====== Excerpted records

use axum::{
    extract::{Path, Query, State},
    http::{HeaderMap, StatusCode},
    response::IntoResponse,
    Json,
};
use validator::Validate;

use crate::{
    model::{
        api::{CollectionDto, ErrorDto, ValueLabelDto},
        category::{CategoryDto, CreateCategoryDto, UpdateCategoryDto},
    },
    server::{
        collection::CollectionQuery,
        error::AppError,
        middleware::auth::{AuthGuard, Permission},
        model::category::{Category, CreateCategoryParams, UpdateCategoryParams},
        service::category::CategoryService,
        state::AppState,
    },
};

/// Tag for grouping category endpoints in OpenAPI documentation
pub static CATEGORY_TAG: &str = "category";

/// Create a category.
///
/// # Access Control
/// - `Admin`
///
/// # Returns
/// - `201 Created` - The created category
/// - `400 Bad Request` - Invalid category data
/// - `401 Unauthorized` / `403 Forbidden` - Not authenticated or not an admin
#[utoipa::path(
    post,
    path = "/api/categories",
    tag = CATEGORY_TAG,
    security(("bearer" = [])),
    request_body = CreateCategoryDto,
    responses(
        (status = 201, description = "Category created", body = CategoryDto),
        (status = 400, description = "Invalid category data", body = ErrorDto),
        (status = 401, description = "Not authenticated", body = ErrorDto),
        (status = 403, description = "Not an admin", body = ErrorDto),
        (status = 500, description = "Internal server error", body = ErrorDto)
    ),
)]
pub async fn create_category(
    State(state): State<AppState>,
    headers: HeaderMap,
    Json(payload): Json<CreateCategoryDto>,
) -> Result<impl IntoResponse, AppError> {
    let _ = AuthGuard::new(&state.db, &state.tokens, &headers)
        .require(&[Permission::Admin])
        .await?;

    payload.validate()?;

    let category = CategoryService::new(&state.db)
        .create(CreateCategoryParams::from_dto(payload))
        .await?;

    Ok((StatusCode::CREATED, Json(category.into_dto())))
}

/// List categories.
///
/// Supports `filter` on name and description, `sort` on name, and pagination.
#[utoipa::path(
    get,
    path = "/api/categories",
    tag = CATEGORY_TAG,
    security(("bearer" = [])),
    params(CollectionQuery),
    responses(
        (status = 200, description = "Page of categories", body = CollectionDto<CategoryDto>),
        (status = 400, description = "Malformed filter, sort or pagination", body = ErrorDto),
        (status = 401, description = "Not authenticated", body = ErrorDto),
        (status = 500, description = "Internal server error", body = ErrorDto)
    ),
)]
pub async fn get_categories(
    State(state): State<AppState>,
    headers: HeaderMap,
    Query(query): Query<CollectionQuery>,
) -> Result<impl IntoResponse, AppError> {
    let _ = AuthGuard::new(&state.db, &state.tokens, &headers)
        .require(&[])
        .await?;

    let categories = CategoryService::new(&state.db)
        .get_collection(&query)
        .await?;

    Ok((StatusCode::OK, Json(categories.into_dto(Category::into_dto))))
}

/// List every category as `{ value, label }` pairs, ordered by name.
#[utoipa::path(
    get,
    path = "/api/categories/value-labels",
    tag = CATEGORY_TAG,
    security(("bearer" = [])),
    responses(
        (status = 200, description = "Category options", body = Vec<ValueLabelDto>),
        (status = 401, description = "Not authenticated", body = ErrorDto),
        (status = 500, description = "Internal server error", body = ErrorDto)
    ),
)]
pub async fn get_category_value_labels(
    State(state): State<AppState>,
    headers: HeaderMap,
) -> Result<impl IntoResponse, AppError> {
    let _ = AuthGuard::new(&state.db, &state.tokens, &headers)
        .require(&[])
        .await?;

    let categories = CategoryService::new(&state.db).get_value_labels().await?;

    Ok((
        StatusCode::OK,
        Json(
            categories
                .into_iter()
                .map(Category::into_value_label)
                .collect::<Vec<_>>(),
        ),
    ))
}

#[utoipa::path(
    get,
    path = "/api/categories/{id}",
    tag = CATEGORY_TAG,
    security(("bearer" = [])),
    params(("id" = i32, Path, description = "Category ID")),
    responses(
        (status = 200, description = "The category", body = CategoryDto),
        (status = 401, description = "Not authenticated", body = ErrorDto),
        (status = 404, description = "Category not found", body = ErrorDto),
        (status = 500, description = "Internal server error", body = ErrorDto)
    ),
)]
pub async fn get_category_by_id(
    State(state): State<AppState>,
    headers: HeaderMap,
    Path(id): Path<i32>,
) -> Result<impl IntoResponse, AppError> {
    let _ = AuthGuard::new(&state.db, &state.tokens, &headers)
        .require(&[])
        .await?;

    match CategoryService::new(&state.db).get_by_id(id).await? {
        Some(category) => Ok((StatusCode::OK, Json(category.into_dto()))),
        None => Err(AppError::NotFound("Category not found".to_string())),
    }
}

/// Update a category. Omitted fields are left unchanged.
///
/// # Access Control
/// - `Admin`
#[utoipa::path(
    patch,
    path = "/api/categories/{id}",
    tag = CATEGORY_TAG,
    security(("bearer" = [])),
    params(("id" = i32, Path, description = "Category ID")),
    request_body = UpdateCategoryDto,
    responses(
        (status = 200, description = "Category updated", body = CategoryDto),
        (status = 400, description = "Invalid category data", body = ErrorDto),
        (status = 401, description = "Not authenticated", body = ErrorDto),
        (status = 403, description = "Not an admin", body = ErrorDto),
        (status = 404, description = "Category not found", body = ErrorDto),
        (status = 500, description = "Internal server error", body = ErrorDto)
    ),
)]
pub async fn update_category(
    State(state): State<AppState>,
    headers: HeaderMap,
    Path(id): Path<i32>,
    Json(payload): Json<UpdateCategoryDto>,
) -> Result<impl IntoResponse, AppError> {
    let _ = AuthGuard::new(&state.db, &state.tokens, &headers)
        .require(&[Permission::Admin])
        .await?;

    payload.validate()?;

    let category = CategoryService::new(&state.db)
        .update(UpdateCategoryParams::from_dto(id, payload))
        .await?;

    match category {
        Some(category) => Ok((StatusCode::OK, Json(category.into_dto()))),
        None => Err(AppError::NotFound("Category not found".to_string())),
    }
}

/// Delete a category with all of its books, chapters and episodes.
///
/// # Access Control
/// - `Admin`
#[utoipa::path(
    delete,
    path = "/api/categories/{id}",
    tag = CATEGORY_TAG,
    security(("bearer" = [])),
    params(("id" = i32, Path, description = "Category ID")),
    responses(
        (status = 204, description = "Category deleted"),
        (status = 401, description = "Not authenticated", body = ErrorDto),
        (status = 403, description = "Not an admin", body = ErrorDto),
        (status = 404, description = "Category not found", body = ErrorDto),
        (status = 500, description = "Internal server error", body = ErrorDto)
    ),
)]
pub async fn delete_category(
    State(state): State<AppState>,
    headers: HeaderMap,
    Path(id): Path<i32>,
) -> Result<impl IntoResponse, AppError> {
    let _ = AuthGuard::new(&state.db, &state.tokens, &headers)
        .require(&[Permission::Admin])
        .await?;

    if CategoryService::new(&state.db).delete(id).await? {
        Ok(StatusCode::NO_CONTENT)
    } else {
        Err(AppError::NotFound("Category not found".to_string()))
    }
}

============

§ Problem to work on:
Each entry in the listing is to be output exactly as given.

§ Final answer:
use axum::{
    extract::{Path, Query, State},
    http::{HeaderMap, StatusCode},
    response::IntoResponse,
    Json,
};
use validator::Validate;

use crate::{
    model::{
        api::{CollectionDto, ErrorDto, ValueLabelDto},
        category::{CategoryDto, CreateCategoryDto, UpdateCategoryDto},
    },
    server::{
        collection::CollectionQuery,
        error::AppError,
        middleware::auth::{AuthGuard, Permission},
        model::category::{Category, CreateCategoryParams, UpdateCategoryParams},
        service::category::CategoryService,
        state::AppState,
    },
};

/// Tag for grouping category endpoints in OpenAPI documentation
pub static CATEGORY_TAG: &str = "category";

/// Create a category.
///
/// # Access Control
/// - `Admin`
///
/// # Returns
/// - `201 Created` - The created category
/// - `400 Bad Request` - Invalid category data
/// - `401 Unauthorized` / `403 Forbidden` - Not authenticated or not an admin
#[utoipa::path(
    post,
    path = "/api/categories",
    tag = CATEGORY_TAG,
    security(("bearer" = [])),
    request_body = CreateCategoryDto,
    responses(
        (status = 201, description = "Category created", body = CategoryDto),
        (status = 400, description = "Invalid category data", body = ErrorDto),
        (status = 401, description = "Not authenticated", body = ErrorDto),
        (status = 403, description = "Not an admin", body = ErrorDto),
        (status = 500, description = "Internal server error", body = ErrorDto)
    ),
)]
pub async fn create_category(
    State(state): State<AppState>,
    headers: HeaderMap,
    Json(payload): Json<CreateCategoryDto>,
) -> Result<impl IntoResponse, AppError> {
    let _ = AuthGuard::new(&state.db, &state.tokens, &headers)
        .require(&[Permission::Admin])
        .await?;

    payload.validate()?;

    let category = CategoryService::new(&state.db)
        .create(CreateCategoryParams::from_dto(payload))
        .await?;

    Ok((StatusCode::CREATED, Json(category.into_dto())))
}

/// List categories.
///
/// Supports `filter` on name and description, `sort` on name, and pagination.
#[utoipa::path(
    get,
    path = "/api/categories",
    tag = CATEGORY_TAG,
    security(("bearer" = [])),
    params(CollectionQuery),
    responses(
        (status = 200, description = "Page of categories", body = CollectionDto<CategoryDto>),
        (status = 400, description = "Malformed filter, sort or pagination", body = ErrorDto),
        (status = 401, description = "Not authenticated", body = ErrorDto),
        (status = 500, description = "Internal server error", body = ErrorDto)
    ),
)]
pub async fn get_categories(
    State(state): State<AppState>,
    headers: HeaderMap,
    Query(query): Query<CollectionQuery>,
) -> Result<impl IntoResponse, AppError> {
    let _ = AuthGuard::new(&state.db, &state.tokens, &headers)
        .require(&[])
        .await?;

    let categories = CategoryService::new(&state.db)
        .get_collection(&query)
        .await?;

    Ok((StatusCode::OK, Json(categories.into_dto(Category::into_dto))))
}

/// List every category as `{ value, label }` pairs, ordered by name.
#[utoipa::path(
    get,
    path = "/api/categories/value-labels",
    tag = CATEGORY_TAG,
    security(("bearer" = [])),
    responses(
        (status = 200, description = "Category options", body = Vec<ValueLabelDto>),
        (status = 401, description = "Not authenticated", body = ErrorDto),
        (status = 500, description = "Internal server error", body = ErrorDto)
    ),
)]
pub async fn get_category_value_labels(
    State(state): State<AppState>,
    headers: HeaderMap,
) -> Result<impl IntoResponse, AppError> {
    let _ = AuthGuard::new(&state.db, &state.tokens, &headers)
        .require(&[])
        .await?;

    let categories = CategoryService::new(&state.db).get_value_labels().await?;

    Ok((
        StatusCode::OK,
        Json(
            categories
                .into_iter()
                .map(Category::into_value_label)
                .collect::<Vec<_>>(),
        ),
    ))
}

#[utoipa::path(
    get,
    path = "/api/categories/{id}",
    tag = CATEGORY_TAG,
    security(("bearer" = [])),
    params(("id" = i32, Path, description = "Category ID")),
    responses(
        (status = 200, description = "The category", body = CategoryDto),
        (status = 401, description = "Not authenticated", body = ErrorDto),
        (status = 404, description = "Category not found", body = ErrorDto),
        (status = 500, description = "Internal server error", body = ErrorDto)
    ),
)]
pub async fn get_category_by_id(
    State(state): State<AppState>,
    headers: HeaderMap,
    Path(id): Path<i32>,
) -> Result<impl IntoResponse, AppError> {
    let _ = AuthGuard::new(&state.db, &state.tokens, &headers)
        .require(&[])
        .await?;

    match CategoryService::new(&state.db).get_by_id(id).await? {
        Some(category) => Ok((StatusCode::OK, Json(category.into_dto()))),
        None => Err(AppError::NotFound("Category not found".to_string())),
    }
}

/// Update a category. Omitted fields are left unchanged.
///
/// # Access Control
/// - `Admin`
#[utoipa::path(
    patch,
    path = "/api/categories/{id}",
    tag = CATEGORY_TAG,
    security(("bearer" = [])),
    params(("id" = i32, Path, description = "Category ID")),
    request_body = UpdateCategoryDto,
    responses(
        (status = 200, description = "Category updated", body = CategoryDto),
        (status = 400, description = "Invalid category data", body = ErrorDto),
        (status = 401, description = "Not authenticated", body = ErrorDto),
        (status = 403, description = "Not an admin", body = ErrorDto),
        (status = 404, description = "Category not found", body = ErrorDto),
        (status = 500, description = "Internal server error", body = ErrorDto)
    ),
)]
pub async fn update_category(
    State(state): State<AppState>,
    headers: HeaderMap,
    Path(id): Path<i32>,
    Json(payload): Json<UpdateCategoryDto>,
) -> Result<impl IntoResponse, AppError> {
    let _ = AuthGuard::new(&state.db, &state.tokens, &headers)
        .require(&[Permission::Admin])
        .await?;

    payload.validate()?;

    let category = CategoryService::new(&state.db)
        .update(UpdateCategoryParams::from_dto(id, payload))
        .await?;

    match category {
        Some(category) => Ok((StatusCode::OK, Json(category.into_dto()))),
        None => Err(AppError::NotFound("Category not found".to_string())),
    }
}

/// Delete a category with all of its books, chapters and episodes.
///
/// # Access Control
/// - `Admin`
#[utoipa::path(
    delete,
    path = "/api/categories/{id}",
    tag = CATEGORY_TAG,
    security(("bearer" = [])),
    params(("id" = i32, Path, description = "Category ID")),
    responses(
        (status = 204, description = "Category deleted"),
        (status = 401, description = "Not authenticated", body = ErrorDto),
        (status = 403, description = "Not an admin", body = ErrorDto),
        (status = 404, description = "Category not found", body = ErrorDto),
        (status = 500, description = "Internal server error", body = ErrorDto)
    ),
)]
pub async fn delete_category(
    State(state): State<AppState>,
    headers: HeaderMap,
    Path(id): Path<i32>,
) -> Result<impl IntoResponse, AppError> {
    let _ = AuthGuard::new(&state.db, &state.tokens, &headers)
        .require(&[Permission::Admin])
        .await?;

    if CategoryService::new(&state.db).delete(id).await? {
        Ok(StatusCode::NO_CONTENT)
    } else {
        Err(AppError::NotFound("Category not found".to_string()))
    }
}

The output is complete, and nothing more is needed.